Ben Thompson of
https://stratechery.com/ on his podcast, has a great episode (see link below) explaining what Google is trying to do with the pixel. First before explaining you have to understand some background. Google (not Android) is a company that made its money by being a horizontal structured company with almost no variable costs. It costs the same amount of money to do ads for 1 million devices, 10 million, 100 million, etc. Thus marketshare and data are the most important things for Google to makes lots of money, for it does not matter who makes your phone devices, it does not matter what OS the device used as long as they were using google homepage, and google apps and thus were being served google ads, and google was also getting all of this data.
Thus it was not in Google's interest to have an Android vs Apple war.

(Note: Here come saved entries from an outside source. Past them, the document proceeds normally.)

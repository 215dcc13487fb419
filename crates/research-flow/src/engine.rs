//! Workflow engine
//!
//! Drives one research run through its stages and yields a snapshot after
//! each one. The run is a lazy stream: nothing executes until the consumer
//! polls, and every stage waits for the previous one to finish.
//!
//! ```text
//!                 ┌──────────────── Continue (iteration += 1) ───────────────┐
//!                 ▼                                                          │
//! Initialized ─▶ GenerateQueries ─▶ Search ─▶ Analyze ─▶ Validate ─▶ decide ─┤
//!                                                                            │
//!                                                 Finish ─▶ GenerateReport ─▶ Completed
//!
//! any stage ── unhandled error / cancellation ──▶ Failed
//! ```
//!
//! # Contract
//!
//! - Each call to [`WorkflowEngine::run`] consumes a fresh initial state.
//!   A state that is not `Initialized` yields a single failure event.
//! - Results are checked at the boundary. A structurally invalid result ends
//!   the run as a malformed-result failure.
//! - Cancellation is observed between stages only. A call already in flight
//!   completes, but its result is discarded.
//! - The stream always ends after exactly one terminal event.

use futures::stream::{self, BoxStream, StreamExt};
use tokio_util::sync::CancellationToken;
use tracing::{debug, info, warn};

use crate::adapters::{AnalysisContext, QueryContext, ReportContext, StageAdapters};
use crate::error::{AdapterError, WorkflowError};
use crate::policy::{decide, Decision};
use crate::state::{ResearchState, ResearchStatus, Stage, StageUpdate};

/// One step of a run as seen by the consumer
#[derive(Debug, Clone)]
pub enum EngineEvent {
    /// A stage finished and its result was merged
    StageCompleted { stage: Stage, state: ResearchState },
    /// The run ended in failure. Always the last event.
    Failed {
        stage: Option<Stage>,
        error: WorkflowError,
        state: ResearchState,
    },
}

impl EngineEvent {
    /// Snapshot carried by the event
    pub fn state(&self) -> &ResearchState {
        match self {
            EngineEvent::StageCompleted { state, .. } | EngineEvent::Failed { state, .. } => state,
        }
    }

    pub fn into_state(self) -> ResearchState {
        match self {
            EngineEvent::StageCompleted { state, .. } | EngineEvent::Failed { state, .. } => state,
        }
    }

    pub fn stage(&self) -> Option<Stage> {
        match self {
            EngineEvent::StageCompleted { stage, .. } => Some(*stage),
            EngineEvent::Failed { stage, .. } => *stage,
        }
    }

    pub fn is_terminal(&self) -> bool {
        self.state().is_terminal()
    }
}
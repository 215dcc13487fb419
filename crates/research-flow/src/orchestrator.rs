//! Research orchestrator
//!
//! Caller-level wrapper around the engine. It owns the things a single run
//! should not know about:
//!
//! - request validation and record creation in the [`ResearchStore`]
//! - publishing each snapshot (watch channel + `research:{id}:state`)
//! - the terminal status write, and the result cache
//!
//! ```text
//! initialize_research ──▶ store.save (Initialized)
//! execute_research    ──▶ claim (store: GeneratingQueries)
//!                     ──▶ engine.run ──▶ ProgressEvent stream
//!                                         │ every event: snapshot → watch + cache
//!                                         └ terminal:    store.update_status
//! ResearchRun dropped before a terminal event ──▶ store: Failed (cancelled)
//! get_research_result ──▶ cache "research:{id}:result" ─miss─▶ store ──▶ write back
//! ```

use futures::stream::{self, BoxStream, Stream, StreamExt};
use std::collections::HashSet;
use std::pin::Pin;
use std::sync::atomic::{AtomicBool, Ordering};
use std::sync::{Arc, Mutex, PoisonError};
use std::task::{Context, Poll};
use tokio::sync::watch;
use tokio_util::sync::CancellationToken;
use tracing::{error, info, warn};
use uuid::Uuid;

use crate::adapters::StageAdapters;
use crate::cache::{CacheKey, CacheStatsSnapshot, CachedExecution};
use crate::config::{ResearchConfig, MAX_TOPIC_CHARS, MIN_TOPIC_CHARS};
use crate::engine::{EngineEvent, WorkflowEngine};
use crate::error::WorkflowError;
use crate::progress::ProgressEvent;
use crate::state::{Clarifications, ResearchState, ResearchStatus};
use crate::store::{ResearchRecord, ResearchStore};

fn state_key(id: &str) -> CacheKey {
    CacheKey::literal(format!("research:{}:state", id))
}

fn result_key(id: &str) -> CacheKey {
    CacheKey::literal(format!("research:{}:result", id))
}

/// A request to start new research
#[derive(Debug, Clone, PartialEq, Default)]
pub struct ResearchRequest {
    pub topic: String,
    pub clarifications: Clarifications,
    pub user_id: Option<String>,
    /// Falls back to the configured bound when unset
    pub max_iterations: Option<u32>,
}

impl ResearchRequest {
    pub fn new(topic: impl Into<String>) -> Self {
        Self {
            topic: topic.into(),
            ..Default::default()
        }
    }

    pub fn with_clarification(mut self, question: impl Into<String>, answer: impl Into<String>) -> Self {
        self.clarifications.insert(question.into(), answer.into());
        self
    }

    pub fn with_user_id(mut self, user_id: impl Into<String>) -> Self {
        self.user_id = Some(user_id.into());
        self
    }

    pub fn with_max_iterations(mut self, max: u32) -> Self {
        self.max_iterations = Some(max);
        self
    }

    pub fn validate(&self) -> Result<(), WorkflowError> {
        let chars = self.topic.trim().chars().count();
        if !(MIN_TOPIC_CHARS..=MAX_TOPIC_CHARS).contains(&chars) {
            return Err(WorkflowError::config(format!(
                "topic must be {}-{} characters, got {}",
                MIN_TOPIC_CHARS, MAX_TOPIC_CHARS, chars
            )));
        }
        if self.max_iterations == Some(0) {
            return Err(WorkflowError::config("max_iterations must be at least 1"));
        }
        Ok(())
    }
}

/// Runs research tasks end to end
pub struct ResearchOrchestrator {
    adapters: StageAdapters,
    store: Arc<dyn ResearchStore>,
    cache: CachedExecution,
    config: ResearchConfig,
    /// Ids whose claim is being written
    claiming: Arc<Mutex<HashSet<String>>>,
}

/// Holds an id in the claiming set until dropped
struct ClaimGuard {
    claiming: Arc<Mutex<HashSet<String>>>,
    id: String,
}

impl ClaimGuard {
    fn acquire(claiming: &Arc<Mutex<HashSet<String>>>, id: &str) -> Option<Self> {
        let inserted = claiming
            .lock()
            .unwrap_or_else(PoisonError::into_inner)
            .insert(id.to_string());
        inserted.then(|| Self {
            claiming: Arc::clone(claiming),
            id: id.to_string(),
        })
    }
}

impl Drop for ClaimGuard {
    fn drop(&mut self) {
        self.claiming
            .lock()
            .unwrap_or_else(PoisonError::into_inner)
            .remove(&self.id);
    }
}

impl ResearchOrchestrator {
    pub fn new(
        adapters: StageAdapters,
        store: Arc<dyn ResearchStore>,
        cache: CachedExecution,
        config: ResearchConfig,
    ) -> Result<Self, WorkflowError> {
        config.validate()?;
        Ok(Self {
            adapters,
            store,
            cache,
            config,
            claiming: Arc::new(Mutex::new(HashSet::new())),
        })
    }

    pub fn config(&self) -> &ResearchConfig {
        &self.config
    }

    /// Validate a request and record it as a new research task
    pub async fn initialize_research(&self, request: ResearchRequest) -> Result<ResearchRecord, WorkflowError> {
        request.validate()?;

        let max_iterations = request.max_iterations.unwrap_or(self.config.max_iterations);
        let mut record = ResearchRecord::new(Uuid::new_v4().to_string(), request.topic.trim(), max_iterations);
        record.clarifications = request.clarifications;
        record.user_id = request.user_id;

        self.store.save_research(&record).await?;
        info!(research_id = %record.id, topic = %record.topic, "Research initialized");
        Ok(record)
    }

    /// Start executing a previously initialized task.
    ///
    /// The record is claimed (moved out of `Initialized`) before this returns,
    /// so a task runs at most once. Nothing else runs until the returned
    /// [`ResearchRun`] is polled.
    pub async fn execute_research(&self, research_id: &str) -> Result<ResearchRun, WorkflowError> {
        let Some(_claim) = ClaimGuard::acquire(&self.claiming, research_id) else {
            return Err(WorkflowError::InvalidInitialState(format!(
                "research {} is already being started",
                research_id
            )));
        };

        let record = self.store.get_research(research_id).await?;
        if record.status != ResearchStatus::Initialized {
            return Err(WorkflowError::InvalidInitialState(format!(
                "research {} is already {}",
                research_id, record.status
            )));
        }
        let record = self
            .store
            .update_status(research_id, ResearchStatus::GeneratingQueries, None, None)
            .await?;

        let initial = ResearchState::new(record.id.as_str(), record.topic.as_str())
            .with_clarifications(record.clarifications.clone())
            .with_max_iterations(record.max_iterations);

        let cancel = CancellationToken::new();
        let engine = WorkflowEngine::new(self.adapters.clone()).with_cancellation(cancel.clone());
        let (snapshots, snapshot_rx) = watch::channel(initial.clone());
        let settled = Arc::new(AtomicBool::new(false));

        let relay = Relay {
            research_id: record.id.clone(),
            events: engine.run(initial),
            store: Arc::clone(&self.store),
            cache: self.cache.clone(),
            ttl: self.config.cache_ttl.result,
            snapshots,
            settled: Arc::clone(&settled),
        };

        Ok(ResearchRun {
            research_id: record.id,
            events: stream::unfold(relay, Relay::next).boxed(),
            snapshot: snapshot_rx,
            cancel,
            store: Arc::clone(&self.store),
            settled,
        })
    }

    /// Final record of a task: result cache first, then the store.
    pub async fn get_research_result(&self, research_id: &str) -> Result<ResearchRecord, WorkflowError> {
        let key = result_key(research_id);
        if let Some(record) = self.cache.lookup::<ResearchRecord>(&key).await {
            return Ok(record);
        }

        let record = self.store.get_research(research_id).await?;
        // Only terminal records are stable enough to cache
        if record.status.is_terminal() {
            self.cache.store(&key, &record, self.config.cache_ttl.result).await;
        }
        Ok(record)
    }

    /// Last published snapshot, for observers reconnecting to a live run
    pub async fn latest_snapshot(&self, research_id: &str) -> Option<ResearchState> {
        self.cache.lookup(&state_key(research_id)).await
    }

    /// Cache counters for this orchestrator
    pub fn analytics(&self) -> CacheStatsSnapshot {
        self.cache.stats()
    }
}

impl std::fmt::Debug for ResearchOrchestrator {
    fn fmt(&self, f: &mut std::fmt::Formatter<'_>) -> std::fmt::Result {
        f.debug_struct("ResearchOrchestrator")
            .field("config", &self.config)
            .finish_non_exhaustive()
    }
}

/// Forwards engine events as progress events and does the side effects
struct Relay {
    research_id: String,
    events: BoxStream<'static, EngineEvent>,
    store: Arc<dyn ResearchStore>,
    cache: CachedExecution,
    ttl: std::time::Duration,
    snapshots: watch::Sender<ResearchState>,
    /// Set once the terminal outcome has been written (or its write failed)
    settled: Arc<AtomicBool>,
}

impl Relay {
    async fn next(mut self) -> Option<(ProgressEvent, Relay)> {
        if self.settled.load(Ordering::SeqCst) {
            return None;
        }
        let event = self.events.next().await?;
        let stage = event.stage();
        let mut progress = ProgressEvent::from(&event);
        let mut state = event.into_state();

        if state.is_terminal() {
            let persisted = self
                .store
                .update_status(&self.research_id, state.status, state.report.clone(), state.error.clone())
                .await;
            self.settled.store(true, Ordering::SeqCst);

            match persisted {
                Ok(record) => {
                    if record.status == ResearchStatus::Completed {
                        self.cache.store(&result_key(&self.research_id), &record, self.ttl).await;
                    }
                    info!(research_id = %self.research_id, status = %record.status, "Research finished");
                }
                Err(e) => {
                    error!(research_id = %self.research_id, error = %e, "Failed to persist research outcome");
                    let err = WorkflowError::from(e);
                    progress = ProgressEvent::error(stage, err.to_string());
                    if state.status == ResearchStatus::Completed {
                        state = state.fail(&err);
                    }
                }
            }
        }

        self.publish(&state).await;
        Some((progress, self))
    }

    async fn publish(&mut self, state: &ResearchState) {
        self.snapshots.send_replace(state.clone());
        self.cache.store(&state_key(&self.research_id), state, self.ttl).await;
    }
}

/// Handle to a running research task.
///
/// A [`Stream`] of [`ProgressEvent`]s ending with a status event for the
/// report or a single error event.
pub struct ResearchRun {
    research_id: String,
    events: BoxStream<'static, ProgressEvent>,
    snapshot: watch::Receiver<ResearchState>,
    cancel: CancellationToken,
    store: Arc<dyn ResearchStore>,
    settled: Arc<AtomicBool>,
}

impl ResearchRun {
    pub fn research_id(&self) -> &str {
        &self.research_id
    }

    /// Last state emitted by the run (read only)
    pub fn latest_snapshot(&self) -> ResearchState {
        self.snapshot.borrow().clone()
    }

    /// Receiver that is notified on every new snapshot
    pub fn subscribe(&self) -> watch::Receiver<ResearchState> {
        self.snapshot.clone()
    }

    /// Stop the run at the next stage boundary
    pub fn cancel(&self) {
        warn!(research_id = %self.research_id, "Cancellation requested");
        self.cancel.cancel();
    }

    pub fn cancellation_token(&self) -> CancellationToken {
        self.cancel.clone()
    }
}

impl Stream for ResearchRun {
    type Item = ProgressEvent;

    fn poll_next(self: Pin<&mut Self>, cx: &mut Context<'_>) -> Poll<Option<Self::Item>> {
        self.get_mut().events.poll_next_unpin(cx)
    }
}

/// Dropping a run before its terminal event stops it and records it as
/// cancelled, so the stored task never stays in a running status.
impl Drop for ResearchRun {
    fn drop(&mut self) {
        self.cancel.cancel();
        if self.settled.load(Ordering::SeqCst) {
            return;
        }

        let Ok(runtime) = tokio::runtime::Handle::try_current() else {
            warn!(research_id = %self.research_id, "Run dropped outside a runtime, outcome not recorded");
            return;
        };
        let store = Arc::clone(&self.store);
        let research_id = self.research_id.clone();
        runtime.spawn(async move {
            let message = WorkflowError::Cancelled.to_string();
            match store
                .update_status(&research_id, ResearchStatus::Failed, None, Some(message))
                .await
            {
                Ok(_) => info!(research_id = %research_id, "Abandoned run recorded as cancelled"),
                Err(e) => error!(research_id = %research_id, error = %e, "Failed to record abandoned run"),
            }
        });
    }
}

impl std::fmt::Debug for ResearchRun {
    fn fmt(&self, f: &mut std::fmt::Formatter<'_>) -> std::fmt::Result {
        f.debug_struct("ResearchRun")
            .field("research_id", &self.research_id)
            .finish_non_exhaustive()
    }
}
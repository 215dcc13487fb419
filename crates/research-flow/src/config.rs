//! Research run configuration
//!
//! Bounds for the iteration loop, search fan-out and source size, plus the
//! TTLs of each cache namespace.

use serde::{Deserialize, Serialize};
use std::time::Duration;

use crate::error::WorkflowError;

/// Longest topic accepted by the orchestrator, in characters
pub const MAX_TOPIC_CHARS: usize = 500;

/// Shortest topic accepted by the orchestrator, in characters
pub const MIN_TOPIC_CHARS: usize = 3;

/// Research workflow configuration
#[derive(Debug, Clone, PartialEq, Serialize, Deserialize)]
#[serde(default)]
pub struct ResearchConfig {
    /// Iteration bound applied when a request does not set one
    pub max_iterations: u32,

    /// Per-query fetches in flight at once
    pub max_concurrent_searches: usize,

    /// Results requested from the provider per query
    pub max_search_results: usize,

    /// Finding content is truncated to this many characters
    pub max_finding_chars: usize,

    /// Cache lifetimes per namespace
    pub cache_ttl: CacheTtls,
}

impl Default for ResearchConfig {
    fn default() -> Self {
        Self {
            max_iterations: 5,
            max_concurrent_searches: 3,
            max_search_results: 10,
            max_finding_chars: 2000,
            cache_ttl: CacheTtls::default(),
        }
    }
}

impl ResearchConfig {
    pub fn new() -> Self {
        Self::default()
    }

    pub fn with_max_iterations(mut self, max: u32) -> Self {
        self.max_iterations = max;
        self
    }

    /// Set search fan-out (at least 1)
    pub fn with_max_concurrent_searches(mut self, n: usize) -> Self {
        self.max_concurrent_searches = n.max(1);
        self
    }

    pub fn with_max_search_results(mut self, n: usize) -> Self {
        self.max_search_results = n;
        self
    }

    pub fn with_max_finding_chars(mut self, n: usize) -> Self {
        self.max_finding_chars = n;
        self
    }

    pub fn with_cache_ttl(mut self, ttl: CacheTtls) -> Self {
        self.cache_ttl = ttl;
        self
    }

    pub fn validate(&self) -> Result<(), WorkflowError> {
        if self.max_iterations == 0 {
            return Err(WorkflowError::config("max_iterations must be at least 1"));
        }
        if self.max_concurrent_searches == 0 {
            return Err(WorkflowError::config("max_concurrent_searches must be at least 1"));
        }
        if self.max_search_results == 0 {
            return Err(WorkflowError::config("max_search_results must be at least 1"));
        }
        if self.max_finding_chars == 0 {
            return Err(WorkflowError::config("max_finding_chars must be at least 1"));
        }
        self.cache_ttl.validate()
    }
}

/// TTL for each cache namespace
#[derive(Debug, Clone, PartialEq, Serialize, Deserialize)]
#[serde(default)]
pub struct CacheTtls {
    #[serde(with = "humantime_serde")]
    pub queries: Duration,

    #[serde(with = "humantime_serde")]
    pub search: Duration,

    #[serde(with = "humantime_serde")]
    pub embedding: Duration,

    /// Final research results and live snapshots
    #[serde(with = "humantime_serde")]
    pub result: Duration,
}

impl Default for CacheTtls {
    fn default() -> Self {
        Self {
            queries: Duration::from_secs(3600),
            search: Duration::from_secs(3600),
            embedding: Duration::from_secs(86400),
            result: Duration::from_secs(3600),
        }
    }
}

impl CacheTtls {
    /// Same TTL for queries, search and results; embeddings keep their own
    pub fn uniform(ttl: Duration) -> Self {
        Self {
            queries: ttl,
            search: ttl,
            result: ttl,
            ..Default::default()
        }
    }

    fn validate(&self) -> Result<(), WorkflowError> {
        let ttls = [
            ("queries", self.queries),
            ("search", self.search),
            ("embedding", self.embedding),
            ("result", self.result),
        ];
        match ttls.iter().find(|(_, ttl)| ttl.is_zero()) {
            Some((name, _)) => Err(WorkflowError::config(format!("{} cache TTL must be non-zero", name))),
            None => Ok(()),
        }
    }
}
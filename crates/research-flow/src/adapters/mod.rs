//! Stage adapter contracts
//!
//! The engine delegates all domain work through five narrow traits, one per
//! stage. Each call receives only the slice of state the stage needs.
//!
//! ```text
//! GenerateQueries  topic, clarifications, prior findings, iteration  → QueryPlan
//! Search           queries, processed urls                           → SearchOutcome
//! Analyze          topic, clarifications, findings, queries, iter.   → AnalysisResult
//! Validate         findings, topic                                   → ValidationResult
//! GenerateReport   topic, clarifications, findings, analysis, valid. → String
//! ```
//!
//! Concrete adapters live with the collaborators (model-backed generators,
//! search providers). [`WithFallback`] adds each stage's conservative
//! fallback, and [`CachedQueryGenerator`] consults the key-value cache.

mod cached;
mod fallback;

pub use cached::CachedQueryGenerator;
pub use fallback::{
    fallback_analysis, fallback_queries, fallback_report, fallback_validation, WithFallback,
    FALLBACK_SUFFICIENT_FINDINGS,
};

use async_trait::async_trait;
use std::sync::Arc;

use crate::error::AdapterError;
use crate::state::{
    AnalysisResult, Clarifications, Finding, QueryPlan, SearchOutcome, ValidationResult,
};

/// Inputs for query generation
#[derive(Debug, Clone, Copy)]
pub struct QueryContext<'a> {
    pub topic: &'a str,
    pub clarifications: &'a Clarifications,
    pub prior_findings: &'a [Finding],
    pub iteration: u32,
}

/// Inputs for coverage analysis
#[derive(Debug, Clone, Copy)]
pub struct AnalysisContext<'a> {
    pub topic: &'a str,
    pub clarifications: &'a Clarifications,
    pub findings: &'a [Finding],
    pub queries: &'a [String],
    pub iteration: u32,
}

/// Inputs for the final report
#[derive(Debug, Clone, Copy)]
pub struct ReportContext<'a> {
    pub topic: &'a str,
    pub clarifications: &'a Clarifications,
    pub findings: &'a [Finding],
    pub analysis: Option<&'a AnalysisResult>,
    pub validation: Option<&'a ValidationResult>,
}

/// Generates the search queries for one iteration
#[async_trait]
pub trait QueryGenerator: Send + Sync {
    async fn generate_queries(&self, ctx: QueryContext<'_>) -> Result<QueryPlan, AdapterError>;
}

/// Fetches sources for a set of queries and turns them into findings.
///
/// Must never return a finding whose URL is in `processed_urls`.
#[async_trait]
pub trait Searcher: Send + Sync {
    async fn search(
        &self,
        queries: &[String],
        processed_urls: &[String],
    ) -> Result<SearchOutcome, AdapterError>;
}

/// Judges coverage and sufficiency of the findings so far
#[async_trait]
pub trait Analyzer: Send + Sync {
    async fn analyze(&self, ctx: AnalysisContext<'_>) -> Result<AnalysisResult, AdapterError>;
}

/// Judges reliability of the findings so far
#[async_trait]
pub trait Validator: Send + Sync {
    async fn validate(&self, findings: &[Finding], topic: &str) -> Result<ValidationResult, AdapterError>;
}

/// Writes the final report
#[async_trait]
pub trait ReportWriter: Send + Sync {
    async fn generate_report(&self, ctx: ReportContext<'_>) -> Result<String, AdapterError>;
}

/// The full set of adapters a run needs.
///
/// Cheap to clone; every run gets its own handle to the shared adapters.
#[derive(Clone)]
pub struct StageAdapters {
    pub(crate) query_generator: Arc<dyn QueryGenerator>,
    pub(crate) searcher: Arc<dyn Searcher>,
    pub(crate) analyzer: Arc<dyn Analyzer>,
    pub(crate) validator: Arc<dyn Validator>,
    pub(crate) report_writer: Arc<dyn ReportWriter>,
}

impl StageAdapters {
    /// Use the adapters as given. Any error they return ends the run.
    pub fn new(
        query_generator: impl QueryGenerator + 'static,
        searcher: impl Searcher + 'static,
        analyzer: impl Analyzer + 'static,
        validator: impl Validator + 'static,
        report_writer: impl ReportWriter + 'static,
    ) -> Self {
        Self {
            query_generator: Arc::new(query_generator),
            searcher: Arc::new(searcher),
            analyzer: Arc::new(analyzer),
            validator: Arc::new(validator),
            report_writer: Arc::new(report_writer),
        }
    }

    /// Wrap query generation, analysis, validation and reporting in their
    /// stage fallbacks. Search has no fallback.
    pub fn with_fallbacks(
        query_generator: impl QueryGenerator + 'static,
        searcher: impl Searcher + 'static,
        analyzer: impl Analyzer + 'static,
        validator: impl Validator + 'static,
        report_writer: impl ReportWriter + 'static,
    ) -> Self {
        Self::new(
            WithFallback::new(query_generator),
            searcher,
            WithFallback::new(analyzer),
            WithFallback::new(validator),
            WithFallback::new(report_writer),
        )
    }
}

impl std::fmt::Debug for StageAdapters {
    fn fmt(&self, f: &mut std::fmt::Formatter<'_>) -> std::fmt::Result {
        f.debug_struct("StageAdapters").finish_non_exhaustive()
    }
}
//! Progress events
//!
//! The observer-facing view of a run: each engine event is reduced to the
//! few fields a client needs, serialized as JSON.
//!
//! ```json
//! {"type":"status","stage":"search","status":"searching","iteration":1,
//!  "timestamp":"…","data":{"kind":"search","results_count":7,"findings_count":7}}
//! {"type":"error","stage":"analyze","message":"…","timestamp":"…"}
//! ```

use chrono::{DateTime, Utc};
use serde::{Deserialize, Serialize};

use crate::engine::EngineEvent;
use crate::state::{ResearchState, ResearchStatus, Stage};

/// Stage-specific part of a status event
#[derive(Debug, Clone, PartialEq, Serialize, Deserialize)]
#[serde(tag = "kind", rename_all = "snake_case")]
pub enum StagePayload {
    QueryGeneration {
        queries: Vec<String>,
        reasoning: String,
    },
    Search {
        results_count: usize,
        findings_count: usize,
    },
    Analysis {
        coverage_score: f32,
        gaps: Vec<String>,
        reasoning: String,
    },
    Validation {
        is_valid: bool,
        confidence: f32,
    },
    Report {
        report_text: String,
    },
}

impl StagePayload {
    /// Read the payload for `stage` out of the snapshot taken right after it
    pub fn from_snapshot(stage: Stage, state: &ResearchState) -> Self {
        match stage {
            Stage::GenerateQueries => StagePayload::QueryGeneration {
                queries: state.queries.clone(),
                reasoning: metadata_str(state, "query_reasoning"),
            },
            Stage::Search => StagePayload::Search {
                results_count: state.search_results_count,
                findings_count: state.findings.len(),
            },
            Stage::Analyze => match &state.analysis {
                Some(analysis) => StagePayload::Analysis {
                    coverage_score: analysis.coverage_score,
                    gaps: analysis.gaps.clone(),
                    reasoning: analysis.reasoning.clone(),
                },
                None => StagePayload::Analysis {
                    coverage_score: 0.0,
                    gaps: Vec::new(),
                    reasoning: String::new(),
                },
            },
            Stage::Validate => StagePayload::Validation {
                is_valid: state.validation_valid(),
                confidence: state.validation.as_ref().map_or(0.0, |v| v.confidence),
            },
            Stage::GenerateReport => StagePayload::Report {
                report_text: state.report.clone().unwrap_or_default(),
            },
        }
    }
}

fn metadata_str(state: &ResearchState, key: &str) -> String {
    state
        .metadata
        .get(key)
        .and_then(|v| v.as_str())
        .unwrap_or_default()
        .to_string()
}

/// One progress notification
#[derive(Debug, Clone, PartialEq, Serialize, Deserialize)]
#[serde(tag = "type", rename_all = "snake_case")]
pub enum ProgressEvent {
    Status {
        stage: Stage,
        status: ResearchStatus,
        iteration: u32,
        timestamp: DateTime<Utc>,
        data: StagePayload,
    },
    /// Fatal failure. Always the last event of a run.
    Error {
        #[serde(default, skip_serializing_if = "Option::is_none")]
        stage: Option<Stage>,
        message: String,
        timestamp: DateTime<Utc>,
    },
}

impl ProgressEvent {
    pub fn status(stage: Stage, state: &ResearchState) -> Self {
        ProgressEvent::Status {
            stage,
            status: state.status,
            iteration: state.iteration,
            timestamp: Utc::now(),
            data: StagePayload::from_snapshot(stage, state),
        }
    }

    pub fn error(stage: Option<Stage>, message: impl Into<String>) -> Self {
        ProgressEvent::Error {
            stage,
            message: message.into(),
            timestamp: Utc::now(),
        }
    }

    pub fn is_error(&self) -> bool {
        matches!(self, ProgressEvent::Error { .. })
    }

    pub fn to_json(&self) -> serde_json::Result<String> {
        serde_json::to_string(self)
    }
}

impl From<&EngineEvent> for ProgressEvent {
    fn from(event: &EngineEvent) -> Self {
        match event {
            EngineEvent::StageCompleted { stage, state } => ProgressEvent::status(*stage, state),
            EngineEvent::Failed { stage, error, .. } => ProgressEvent::error(*stage, error.to_string()),
        }
    }
}
//! Continuation policy
//!
//! Evaluated once per iteration, right after validation. Pure and
//! deterministic: it sees exactly four inputs and nothing else.

use serde::{Deserialize, Serialize};

/// What the engine does after validation
#[derive(Debug, Clone, Copy, PartialEq, Eq, Serialize, Deserialize)]
pub enum Decision {
    /// Run another iteration
    Continue,
    /// Generate the report
    Finish,
}

/// Decide whether research continues.
///
/// 1. Sufficient and valid findings finish the run, even at the last iteration.
/// 2. Otherwise the iteration bound finishes it with a best-effort report.
/// 3. Otherwise another iteration runs; the caller bumps `iteration`.
pub fn decide(sufficient: bool, validation_valid: bool, iteration: u32, max_iterations: u32) -> Decision {
    if sufficient && validation_valid {
        return Decision::Finish;
    }
    if iteration >= max_iterations {
        return Decision::Finish;
    }
    Decision::Continue
}

#[cfg(test)]
mod tests {
    use super::*;

    #[test]
    fn test_sufficient_and_valid_always_finishes() {
        for max in 1..6 {
            for iteration in 1..=max + 1 {
                assert_eq!(decide(true, true, iteration, max), Decision::Finish);
            }
        }
    }

    #[test]
    fn test_iteration_limit_finishes() {
        assert_eq!(decide(false, true, 3, 3), Decision::Finish);
        assert_eq!(decide(true, false, 3, 3), Decision::Finish);
        assert_eq!(decide(false, false, 4, 3), Decision::Finish);
    }

    #[test]
    fn test_continue_below_limit() {
        for iteration in 1..5 {
            assert_eq!(decide(false, true, iteration, 5), Decision::Continue);
        }
        // Sufficient but invalid is not enough
        assert_eq!(decide(true, false, 1, 5), Decision::Continue);
    }

    #[test]
    fn test_single_iteration_budget() {
        assert_eq!(decide(false, false, 1, 1), Decision::Finish);
    }
}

Now Google did not create Android, instead they bought a company 2 years prior to the first iphone being shipped which was Android, and they then used Android to push Google Services. The bad thing happened was sibling rivalry. The sibling (Android) did not understand do not piss off your other sibling (iOS) for Google wanted both to thrive. Thus in 2010 we had a counterproductive war where Android announced they were at war with Apple (this was the time of the HTC Thunderbolt, announcing Honeycomb, etc, aka late Android 2.3 to Android 3.0). 2 years later Apple swapped to Apple Maps, and removing Youtube from being preinstalled (instead an app in the appstore). Apple did this for they felt they needed a backup in case Google went total war on them, and some shots were pre-emptively fired such as not having turn by turn directions on iPhones but did having them on the Google Maps App for Android. (Aka Android Apps had more features than iOS apps if the app was made by Google)
Now this is not saying these other services made by Apple are good or that the google services are better. What did occur was that Apple was now denying Google of all this valuable data, and possible ad sales for no real reason. Google the parent company does not want a marketshare war between Android and iOS.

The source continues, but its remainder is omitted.